What you should do: Retype each line of the listing below, from the first through the one holding "discarded. Long-lived tasks", with no other lines.
───── Exercise material ─────
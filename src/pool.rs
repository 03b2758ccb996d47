//! Worker pool lifecycle.
//!
//! All background work in the crate (sessions, channel loops, completion
//! fan-out) is spawned through a [`WorkerPool`] so it can be coalesced on
//! shutdown. Submissions after shutdown are discarded. Long-lived tasks
//! additionally watch [`WorkerPool::shutdown_signal`] and exit cooperatively.

use std::future::Future;
use std::io;
use std::sync::atomic::{AtomicBool, Ordering};
use std::sync::Mutex;
use std::time::Duration;

use tokio::sync::watch;
use tokio::task::JoinHandle;

/// Grace period when joining a task during shutdown.
const JOIN_GRACE: Duration = Duration::from_secs(2);

/// Tracks spawned tasks and the shutdown signal they observe.
pub struct WorkerPool {
    /// Refuses new work once set.
    stopped: AtomicBool,
    /// Cooperative shutdown signal.
    shutdown_tx: watch::Sender<bool>,
    /// Handles of live tasks, pruned opportunistically.
    tasks: Mutex<Vec<JoinHandle<()>>>,
}

impl WorkerPool {
    /// Create a pool in the stopped state; call [`WorkerPool::start`]
    /// before spawning.
    pub fn new() -> Self {
        let (shutdown_tx, _) = watch::channel(false);
        Self {
            stopped: AtomicBool::new(true),
            shutdown_tx,
            tasks: Mutex::new(Vec::new()),
        }
    }

    /// Build a dedicated multi-thread runtime with the configured number of
    /// worker threads, for embedders that want the networking service on its
    /// own pool.
    pub fn build_runtime(threads: usize) -> io::Result<tokio::runtime::Runtime> {
        tokio::runtime::Builder::new_multi_thread()
            .worker_threads(threads.max(1))
            .thread_name("galena-net")
            .enable_all()
            .build()
    }

    /// Accept work again after a shutdown.
    pub fn start(&self) {
        self.shutdown_tx.send_replace(false);
        self.stopped.store(false, Ordering::Release);
    }

    /// Whether the pool is refusing new work.
    pub fn is_stopped(&self) -> bool {
        self.stopped.load(Ordering::Acquire)
    }

    /// A receiver that flips to `true` when shutdown begins.
    pub fn shutdown_signal(&self) -> watch::Receiver<bool> {
        self.shutdown_tx.subscribe()
    }

    /// Spawn a tracked task. A no-op after shutdown.
    pub fn spawn<F>(&self, future: F)
    where
        F: Future<Output = ()> + Send + 'static,
    {
        if self.is_stopped() {
            tracing::debug!("task submitted after shutdown, discarding");
            return;
        }

        let handle = tokio::spawn(future);
        let mut tasks = self.tasks.lock().expect("pool task list poisoned");
        tasks.retain(|task| !task.is_finished());
        tasks.push(handle);
    }

    /// Begin shutdown: refuse new work and signal live tasks. Idempotent.
    pub fn shutdown(&self) {
        if self.stopped.swap(true, Ordering::AcqRel) {
            return;
        }
        self.shutdown_tx.send_replace(true);
    }

    /// Wait for all tracked tasks to finish, aborting any that outlive the
    /// grace period.
    pub async fn join(&self) {
        let handles: Vec<JoinHandle<()>> = {
            let mut tasks = self.tasks.lock().expect("pool task list poisoned");
            tasks.drain(..).collect()
        };

        for handle in handles {
            let abort = handle.abort_handle();
            if tokio::time::timeout(JOIN_GRACE, handle).await.is_err() {
                tracing::warn!("task exceeded shutdown grace period, aborting");
                abort.abort();
            }
        }
    }
}

impl Default for WorkerPool {
    fn default() -> Self {
        Self::new()
    }
}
─────
Exercise response:
filename src/pool.rs
repository 03b2758ccb996d47
//! Worker pool lifecycle.
//!
//! All background work in the crate (sessions, channel loops, completion
//! fan-out) is spawned through a [`WorkerPool`] so it can be coalesced on
//! shutdown. Submissions after shutdown are discarded. Long-lived tasks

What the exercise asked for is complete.